In 2001, Mitch Lazar’s group at the University of Pennsylvania reported a new protein secreted from fat cells that they called resistin, because increased levels of this protein apparently induced insulin resistance in mice.

This prompted many laboratories, including mine, to measure resistin and explore its expression in humans.

In a paper we published in OBESITY RESEARCH (now called OBESITY) in January of 2002, we examined resistin gene expression in primary cultured human adipocytes and preadipocytes. We also examined resistin gene expression in subcutaneous abdominal adipocytes in 24 women with a wide range of body weight and insulin sensitivity.

While resistin gene expression was barely detectable in mature adipocytes, it was highly expressed in preadipocytes.
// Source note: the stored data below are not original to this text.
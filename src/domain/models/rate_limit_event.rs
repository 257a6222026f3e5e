//! Rate-Limit Event and the closed Operation Kind set (`spec.md` §3).

use chrono::{DateTime, Utc};
use serde::{Deserialize, Serialize};

/// Closed set of outbound operation kinds the Rate Limiter (C1) guards.
#[derive(Debug, Clone, Copy, PartialEq, Eq, Hash, Serialize, Deserialize)]
#[serde(rename_all = "snake_case")]
pub enum OpKind {
    IssueComment,
    IssueCreate,
    IssueUpdate,
    PrCreate,
    PrComment,
    PrUpdate,
    PrMerge,
    BranchCreate,
    ApiRead,
}

impl OpKind {
    pub const ALL: [OpKind; 9] = [
        OpKind::IssueComment,
        OpKind::IssueCreate,
        OpKind::IssueUpdate,
        OpKind::PrCreate,
        OpKind::PrComment,
        OpKind::PrUpdate,
        OpKind::PrMerge,
        OpKind::BranchCreate,
        OpKind::ApiRead,
    ];

    /// Reads are exempt from the write-oriented cooldown/burst/duplicate
    /// checks (`spec.md` §4.2: "read calls update the API-budget view but
    /// don't consult rate limits beyond the safety threshold").
    pub const fn is_write(self) -> bool {
        !matches!(self, Self::ApiRead)
    }
}

/// Append-only log entry; queried by C1 to compute windowed counts and
/// detect duplicates.
#[derive(Debug, Clone, Serialize, Deserialize)]
pub struct RateLimitEvent {
    pub timestamp: DateTime<Utc>,
    pub op_kind: OpKind,
    pub target: String,
    pub content_digest: String,
    pub success: bool,
}
//! File-based secret store (`spec.md` §6: "one file per identity,
//! permissions 0600, contents = raw credential string").

use std::collections::HashMap;
use std::fs;
use std::path::{Path, PathBuf};

use crate::domain::errors::BootError;
use crate::domain::ports::CredentialStore;

/// Loads every file in `secret_dir` at boot into an in-memory map keyed by
/// file stem (the identity ref). Credentials are read-only after boot
/// (`spec.md` §5) and never logged.
pub struct FileCredentialStore {
    secrets: HashMap<String, String>,
}

impl FileCredentialStore {
    pub fn load(secret_dir: impl AsRef<Path>) -> Result<Self, BootError> {
        let dir = secret_dir.as_ref();
        let mut secrets = HashMap::new();

        if !dir.exists() {
            return Ok(Self { secrets });
        }

        let entries = fs::read_dir(dir)
            .map_err(|e| BootError::SecretIo(dir.display().to_string(), e.to_string()))?;

        for entry in entries {
            let entry = entry.map_err(|e| BootError::SecretIo(dir.display().to_string(), e.to_string()))?;
            let path: PathBuf = entry.path();
            if !path.is_file() {
                continue;
            }
            let identity_ref = path
                .file_stem()
                .and_then(|s| s.to_str())
                .unwrap_or_default()
                .to_string();

            check_permissions(&path, &identity_ref)?;

            let contents = fs::read_to_string(&path)
                .map_err(|e| BootError::SecretIo(identity_ref.clone(), e.to_string()))?;
            secrets.insert(identity_ref, contents.trim().to_string());
        }

        Ok(Self { secrets })
    }

    pub fn in_memory(secrets: HashMap<String, String>) -> Self {
        Self { secrets }
    }
}

impl CredentialStore for FileCredentialStore {
    fn resolve(&self, identity_ref: &str) -> Result<String, BootError> {
        self.secrets
            .get(identity_ref)
            .cloned()
            .ok_or_else(|| BootError::SecretIo(identity_ref.to_string(), "no such identity".to_string()))
    }
}

#[cfg(unix)]
fn check_permissions(path: &Path, identity_ref: &str) -> Result<(), BootError> {
    use std::os::unix::fs::PermissionsExt;
    let meta = fs::metadata(path)
        .map_err(|e| BootError::SecretIo(identity_ref.to_string(), e.to_string()))?;
    let mode = meta.permissions().mode() & 0o777;
    if mode != 0o600 {
        return Err(BootError::InsecurePermissions(
            identity_ref.to_string(),
            format!("expected 0600, found {mode:o}"),
        ));
    }
    Ok(())
}

#[cfg(not(unix))]
fn check_permissions(_path: &Path, _identity_ref: &str) -> Result<(), BootError> {
    Ok(())
}
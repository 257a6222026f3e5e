//! Business logic. Every service here depends only on `domain::ports`
//! traits, never directly on a concrete `infrastructure` adapter.

pub mod account_manager;
pub mod agent_registry;
pub mod complexity_analyzer;
pub mod context;
pub mod coordinator_gateway;
pub mod escalator;
pub mod execution_dispatcher;
pub mod forge_client;
pub mod monitoring_bus;
pub mod pipeline_orchestrator;
pub mod polling_engine;
pub mod rate_limiter;
pub mod service_supervisor;
pub mod workspace_manager;

pub use account_manager::AccountManager;
pub use agent_registry::AgentRegistry;
pub use complexity_analyzer::ComplexityAnalyzer;
pub use context::CoreContext;
pub use coordinator_gateway::CoordinatorGateway;
pub use escalator::Escalator;
pub use execution_dispatcher::ExecutionDispatcher;
pub use forge_client::ForgeClient;
pub use monitoring_bus::MonitoringBus;
pub use pipeline_orchestrator::PipelineOrchestrator;
pub use polling_engine::PollingEngine;
pub use rate_limiter::RateLimiter;
pub use service_supervisor::ServiceSupervisor;
pub use workspace_manager::WorkspaceManager;
pub mod anthropic;
pub mod mock;

pub use anthropic::AnthropicProvider;
pub use mock::MockLlmProvider;
//! Port traits (`spec.md` §6). Adapters in `infrastructure` implement
//! these; services depend only on the trait, never the concrete adapter.

pub mod clock;
pub mod credential_store;
pub mod forge;
pub mod llm;

pub use clock::Clock;
pub use credential_store::CredentialStore;
pub use forge::{ForgePort, RateLimitStatus};
pub use llm::{LlmCompletion, LlmProvider};
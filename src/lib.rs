//! Agent-Forge orchestration core.
//!
//! The control plane that turns an incoming code-forge issue into a
//! reviewed pull request: claim discovery, routing, agent dispatch,
//! pipeline tracking and the cross-cutting rate-limit/safety guards that
//! every outbound forge action passes through.

pub mod domain;
pub mod infrastructure;
pub mod services;

pub use domain::errors::{CoreError, CoreResult};
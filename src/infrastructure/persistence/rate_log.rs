//! Optional JSON-lines mirror of the Rate-Limit Event ring buffer, for
//! post-mortem inspection (`spec.md` §6). The in-memory ring buffer inside
//! the Rate Limiter (C1) is authoritative for runtime decisions; this is a
//! best-effort append-only sink, never read back by the core.

use std::fs::OpenOptions;
use std::io::{self, Write};
use std::path::{Path, PathBuf};
use std::sync::Mutex;

use crate::domain::models::RateLimitEvent;

pub struct RateLogMirror {
    path: PathBuf,
    file: Mutex<Option<std::fs::File>>,
}

impl RateLogMirror {
    pub fn new(path: impl Into<PathBuf>) -> Self {
        Self {
            path: path.into(),
            file: Mutex::new(None),
        }
    }

    /// Disabled mirror: `append` becomes a no-op. Used when
    /// `persistence.rate_log_path` is unset in config.
    pub fn disabled() -> Self {
        Self {
            path: PathBuf::new(),
            file: Mutex::new(None),
        }
    }

    fn open(&self) -> io::Result<std::fs::File> {
        if let Some(parent) = self.path.parent() {
            std::fs::create_dir_all(parent)?;
        }
        OpenOptions::new().create(true).append(true).open(&self.path)
    }

    /// Append one event as a JSON line. Failures are logged by the caller,
    /// never fatal — this mirror is diagnostic, not authoritative.
    pub fn append(&self, event: &RateLimitEvent) -> io::Result<()> {
        if self.path.as_os_str().is_empty() {
            return Ok(());
        }
        let mut guard = self.file.lock().expect("rate log mirror lock poisoned");
        if guard.is_none() {
            *guard = Some(self.open()?);
        }
        let file = guard.as_mut().expect("just populated above");
        let mut line = serde_json::to_string(event)?;
        line.push('\n');
        file.write_all(line.as_bytes())
    }

    pub fn path(&self) -> &Path {
        &self.path
    }
}

#[cfg(test)]
mod tests {
    use super::*;
    use crate::domain::models::OpKind;
    use chrono::Utc;
    use std::io::BufRead;

    fn event() -> RateLimitEvent {
        RateLimitEvent {
            timestamp: Utc::now(),
            op_kind: OpKind::IssueComment,
            target: "acme/widgets#1".into(),
            content_digest: "deadbeef".into(),
            success: true,
        }
    }

    #[test]
    fn appends_jsonl() {
        let dir = tempfile::tempdir().unwrap();
        let mirror = RateLogMirror::new(dir.path().join("rate_log.jsonl"));
        mirror.append(&event()).unwrap();
        mirror.append(&event()).unwrap();

        let contents = std::fs::read(mirror.path()).unwrap();
        let lines: Vec<_> = contents.lines().collect();
        assert_eq!(lines.len(), 2);
    }

    #[test]
    fn disabled_mirror_is_a_noop() {
        let mirror = RateLogMirror::disabled();
        mirror.append(&event()).unwrap();
    }
}
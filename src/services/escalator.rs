//! Escalator (C7, `spec.md` §4.7). A pure threshold evaluator consulted by
//! a running agent mid-execution: no I/O, no shared state beyond the set
//! of already-escalated Pipeline Records it is told about. Grounded on the
//! teacher's `services/circuit_breaker.rs` shape — a stateless set of
//! threshold checks that returns a verdict rather than acting itself.

use std::collections::HashSet;
use tokio::sync::Mutex;

use crate::domain::models::{EscalationContext, IssueRef};

#[derive(Debug, Clone, PartialEq, Eq)]
pub enum Verdict {
    Escalate(String),
    Continue,
}

pub struct Escalator {
    escalated: Mutex<HashSet<IssueRef>>,
}

impl Escalator {
    pub fn new() -> Self {
        Self {
            escalated: Mutex::new(HashSet::new()),
        }
    }

    /// Pure evaluation against the six triggers in `spec.md` §4.7. Any one
    /// being true is sufficient.
    pub fn evaluate(context: &EscalationContext) -> Verdict {
        let mut reasons = Vec::new();
        if context.files_touched > 5 {
            reasons.push(format!("files_touched={} > 5", context.files_touched));
        }
        if context.components_touched.len() > 3 {
            reasons.push(format!("components_touched={} > 3", context.components_touched.len()));
        }
        if context.failed_attempts >= 2 {
            reasons.push(format!("failed_attempts={} >= 2", context.failed_attempts));
        }
        if context.elapsed_minutes > 30.0 {
            reasons.push(format!("elapsed_minutes={} > 30", context.elapsed_minutes));
        }
        if context.architecture_changes {
            reasons.push("architecture_changes".to_string());
        }
        if context.coordination_requested {
            reasons.push("coordination_requested".to_string());
        }

        if reasons.is_empty() {
            Verdict::Continue
        } else {
            Verdict::Escalate(reasons.join("; "))
        }
    }

    /// `evaluate` plus the idempotence guarantee: an already-escalated
    /// Pipeline Record ignores further escalation requests (`spec.md`
    /// §4.7, §8).
    pub async fn evaluate_once(&self, issue_ref: &IssueRef, context: &EscalationContext) -> Verdict {
        let mut escalated = self.escalated.lock().await;
        if escalated.contains(issue_ref) {
            return Verdict::Continue;
        }

        let verdict = Self::evaluate(context);
        if matches!(verdict, Verdict::Escalate(_)) {
            escalated.insert(issue_ref.clone());
        }
        verdict
    }

    pub async fn has_escalated(&self, issue_ref: &IssueRef) -> bool {
        self.escalated.lock().await.contains(issue_ref)
    }
}

impl Default for Escalator {
    fn default() -> Self {
        Self::new()
    }
}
In fact, we showed that adipogenic differentiation of preadipocytes was associated with a time-dependent down-regulation of resistin gene expression.

In our clinical study, we found absolutely no relationship between body weight, insulin sensitivity, or other metabolic parameters and adipocyte resistin gene expression.

Obviously, these findings very much tempered our (and perhaps other researchers’) interest in this molecule.

While controversies about whether or not resistin plays any relevant role in the development of insulin resistance or type 2 diabetes continues to brew – there is certainly some data showing that resistin expression may be particularly high in visceral adipose tissue.

Clearly, however, this molecule was perhaps not quite the ‘breakthrough’ that it might have been with regard to explaining the link between obesity and diabetes.

According to Google Scholar, this paper has been cited 330 times.

Edmonton, Alberta